» **Data for processing**
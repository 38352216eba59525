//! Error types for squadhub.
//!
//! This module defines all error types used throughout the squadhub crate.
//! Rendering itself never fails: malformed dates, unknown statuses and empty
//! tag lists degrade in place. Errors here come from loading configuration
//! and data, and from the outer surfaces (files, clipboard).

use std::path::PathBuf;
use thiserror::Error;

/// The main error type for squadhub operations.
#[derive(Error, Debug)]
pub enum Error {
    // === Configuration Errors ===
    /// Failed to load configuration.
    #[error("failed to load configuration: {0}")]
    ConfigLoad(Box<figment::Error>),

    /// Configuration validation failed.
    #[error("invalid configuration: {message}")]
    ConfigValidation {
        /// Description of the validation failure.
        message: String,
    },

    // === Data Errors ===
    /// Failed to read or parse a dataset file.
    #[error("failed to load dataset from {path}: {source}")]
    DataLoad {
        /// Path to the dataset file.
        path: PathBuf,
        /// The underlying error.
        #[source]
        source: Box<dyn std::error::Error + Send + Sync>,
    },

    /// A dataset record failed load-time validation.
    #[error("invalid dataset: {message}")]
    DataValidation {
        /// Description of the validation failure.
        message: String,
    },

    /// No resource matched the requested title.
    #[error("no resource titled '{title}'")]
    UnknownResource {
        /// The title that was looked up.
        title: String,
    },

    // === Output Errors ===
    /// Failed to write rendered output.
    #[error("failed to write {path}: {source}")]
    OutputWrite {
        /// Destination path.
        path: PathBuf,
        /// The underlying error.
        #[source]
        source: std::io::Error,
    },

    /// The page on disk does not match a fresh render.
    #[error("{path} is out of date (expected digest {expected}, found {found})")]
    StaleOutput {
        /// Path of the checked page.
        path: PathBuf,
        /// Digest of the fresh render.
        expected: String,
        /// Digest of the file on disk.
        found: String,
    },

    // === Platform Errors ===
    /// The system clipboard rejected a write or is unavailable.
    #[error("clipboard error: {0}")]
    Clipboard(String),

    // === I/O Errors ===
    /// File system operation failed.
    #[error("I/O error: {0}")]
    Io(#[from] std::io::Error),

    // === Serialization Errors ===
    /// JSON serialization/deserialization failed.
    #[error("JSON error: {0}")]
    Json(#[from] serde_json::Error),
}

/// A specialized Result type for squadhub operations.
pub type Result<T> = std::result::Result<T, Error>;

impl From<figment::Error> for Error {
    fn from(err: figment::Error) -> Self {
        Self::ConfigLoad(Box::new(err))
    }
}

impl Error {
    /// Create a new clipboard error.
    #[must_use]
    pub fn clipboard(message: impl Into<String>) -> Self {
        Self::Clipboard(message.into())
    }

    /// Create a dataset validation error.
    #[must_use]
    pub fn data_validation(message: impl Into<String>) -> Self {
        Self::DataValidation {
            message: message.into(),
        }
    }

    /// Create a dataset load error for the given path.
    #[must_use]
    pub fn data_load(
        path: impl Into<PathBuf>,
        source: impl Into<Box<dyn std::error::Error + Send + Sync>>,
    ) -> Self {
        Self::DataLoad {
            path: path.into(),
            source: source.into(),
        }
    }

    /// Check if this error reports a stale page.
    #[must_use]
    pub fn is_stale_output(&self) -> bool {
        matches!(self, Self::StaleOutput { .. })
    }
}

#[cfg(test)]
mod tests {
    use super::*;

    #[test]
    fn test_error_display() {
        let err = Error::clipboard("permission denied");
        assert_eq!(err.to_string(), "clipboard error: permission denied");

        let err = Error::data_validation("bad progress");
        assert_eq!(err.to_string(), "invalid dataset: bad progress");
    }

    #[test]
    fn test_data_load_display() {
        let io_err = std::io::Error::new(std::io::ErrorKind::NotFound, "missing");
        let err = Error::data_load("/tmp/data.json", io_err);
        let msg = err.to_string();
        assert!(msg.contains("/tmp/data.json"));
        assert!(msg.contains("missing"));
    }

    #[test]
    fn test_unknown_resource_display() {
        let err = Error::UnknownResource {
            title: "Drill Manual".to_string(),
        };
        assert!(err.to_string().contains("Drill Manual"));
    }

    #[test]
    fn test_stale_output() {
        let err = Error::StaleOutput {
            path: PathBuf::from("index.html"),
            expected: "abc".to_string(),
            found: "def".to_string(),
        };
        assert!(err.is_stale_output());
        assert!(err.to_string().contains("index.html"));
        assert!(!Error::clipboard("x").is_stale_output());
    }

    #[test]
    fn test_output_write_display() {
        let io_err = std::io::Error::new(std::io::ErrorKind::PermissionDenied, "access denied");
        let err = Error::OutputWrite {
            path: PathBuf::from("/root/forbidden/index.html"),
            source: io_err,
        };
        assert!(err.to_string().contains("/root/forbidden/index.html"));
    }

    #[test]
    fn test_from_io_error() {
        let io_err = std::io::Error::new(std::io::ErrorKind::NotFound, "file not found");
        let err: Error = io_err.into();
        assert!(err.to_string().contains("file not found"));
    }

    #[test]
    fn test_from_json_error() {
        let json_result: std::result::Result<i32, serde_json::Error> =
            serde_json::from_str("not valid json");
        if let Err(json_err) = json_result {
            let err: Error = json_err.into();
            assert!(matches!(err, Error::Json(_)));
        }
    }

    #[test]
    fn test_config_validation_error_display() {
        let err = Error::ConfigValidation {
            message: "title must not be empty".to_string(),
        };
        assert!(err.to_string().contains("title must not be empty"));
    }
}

» **Task directions**
Word for word, write out every entry shown above.

» **Written solution**
repository 38352216eba59525
//! Error types for squadhub.
//!
//! This module defines all error types used throughout the squadhub crate.
//! Rendering itself never fails: malformed dates, unknown statuses and empty
//! tag lists degrade in place. Errors here come from loading configuration
//! and data, and from the outer surfaces (files, clipboard).

use std::path::PathBuf;
use thiserror::Error;

/// The main error type for squadhub operations.
#[derive(Error, Debug)]
pub enum Error {
    // === Configuration Errors ===
    /// Failed to load configuration.
    #[error("failed to load configuration: {0}")]
    ConfigLoad(Box<figment::Error>),

    /// Configuration validation failed.
    #[error("invalid configuration: {message}")]
    ConfigValidation {
        /// Description of the validation failure.
        message: String,
    },

    // === Data Errors ===
    /// Failed to read or parse a dataset file.
    #[error("failed to load dataset from {path}: {source}")]
    DataLoad {
        /// Path to the dataset file.
        path: PathBuf,
        /// The underlying error.
        #[source]
        source: Box<dyn std::error::Error + Send + Sync>,
    },

    /// A dataset record failed load-time validation.
    #[error("invalid dataset: {message}")]
    DataValidation {
        /// Description of the validation failure.
        message: String,
    },

    /// No resource matched the requested title.
    #[error("no resource titled '{title}'")]
    UnknownResource {
        /// The title that was looked up.
        title: String,
    },

    // === Output Errors ===
    /// Failed to write rendered output.
    #[error("failed to write {path}: {source}")]
    OutputWrite {
        /// Destination path.
        path: PathBuf,
        /// The underlying error.
        #[source]
        source: std::io::Error,
    },

    /// The page on disk does not match a fresh render.
    #[error("{path} is out of date (expected digest {expected}, found {found})")]
    StaleOutput {
        /// Path of the checked page.
        path: PathBuf,
        /// Digest of the fresh render.
        expected: String,
        /// Digest of the file on disk.
        found: String,
    },

    // === Platform Errors ===
    /// The system clipboard rejected a write or is unavailable.
    #[error("clipboard error: {0}")]
    Clipboard(String),

    // === I/O Errors ===
    /// File system operation failed.
    #[error("I/O error: {0}")]
    Io(#[from] std::io::Error),

    // === Serialization Errors ===
    /// JSON serialization/deserialization failed.
    #[error("JSON error: {0}")]
    Json(#[from] serde_json::Error),
}

/// A specialized Result type for squadhub operations.
pub type Result<T> = std::result::Result<T, Error>;

impl From<figment::Error> for Error {
    fn from(err: figment::Error) -> Self {
        Self::ConfigLoad(Box::new(err))
    }
}

impl Error {
    /// Create a new clipboard error.
    #[must_use]
    pub fn clipboard(message: impl Into<String>) -> Self {
        Self::Clipboard(message.into())
    }

    /// Create a dataset validation error.
    #[must_use]
    pub fn data_validation(message: impl Into<String>) -> Self {
        Self::DataValidation {
            message: message.into(),
        }
    }

    /// Create a dataset load error for the given path.
    #[must_use]
    pub fn data_load(
        path: impl Into<PathBuf>,
        source: impl Into<Box<dyn std::error::Error + Send + Sync>>,
    ) -> Self {
        Self::DataLoad {
            path: path.into(),
            source: source.into(),
        }
    }

    /// Check if this error reports a stale page.
    #[must_use]
    pub fn is_stale_output(&self) -> bool {
        matches!(self, Self::StaleOutput { .. })
    }
}

#[cfg(test)]
mod tests {
    use super::*;

    #[test]
    fn test_error_display() {
        let err = Error::clipboard("permission denied");
        assert_eq!(err.to_string(), "clipboard error: permission denied");

        let err = Error::data_validation("bad progress");
        assert_eq!(err.to_string(), "invalid dataset: bad progress");
    }

    #[test]
    fn test_data_load_display() {
        let io_err = std::io::Error::new(std::io::ErrorKind::NotFound, "missing");
        let err = Error::data_load("/tmp/data.json", io_err);
        let msg = err.to_string();
        assert!(msg.contains("/tmp/data.json"));
        assert!(msg.contains("missing"));
    }

    #[test]
    fn test_unknown_resource_display() {
        let err = Error::UnknownResource {
            title: "Drill Manual".to_string(),
        };
        assert!(err.to_string().contains("Drill Manual"));
    }

    #[test]
    fn test_stale_output() {
        let err = Error::StaleOutput {
            path: PathBuf::from("index.html"),
            expected: "abc".to_string(),
            found: "def".to_string(),
        };
        assert!(err.is_stale_output());
        assert!(err.to_string().contains("index.html"));
        assert!(!Error::clipboard("x").is_stale_output());
    }

    #[test]
    fn test_output_write_display() {
        let io_err = std::io::Error::new(std::io::ErrorKind::PermissionDenied, "access denied");
        let err = Error::OutputWrite {
            path: PathBuf::from("/root/forbidden/index.html"),
            source: io_err,
        };
        assert!(err.to_string().contains("/root/forbidden/index.html"));
    }

    #[test]
    fn test_from_io_error() {
        let io_err = std::io::Error::new(std::io::ErrorKind::NotFound, "file not found");
        let err: Error = io_err.into();
        assert!(err.to_string().contains("file not found"));
    }

    #[test]
    fn test_from_json_error() {
        let json_result: std::result::Result<i32, serde_json::Error> =
            serde_json::from_str("not valid json");
        if let Err(json_err) = json_result {
            let err: Error = json_err.into();
            assert!(matches!(err, Error::Json(_)));
        }
    }

    #[test]
    fn test_config_validation_error_display() {
        let err = Error::ConfigValidation {
            message: "title must not be empty".to_string(),
        };
        assert!(err.to_string().contains("title must not be empty"));
    }
}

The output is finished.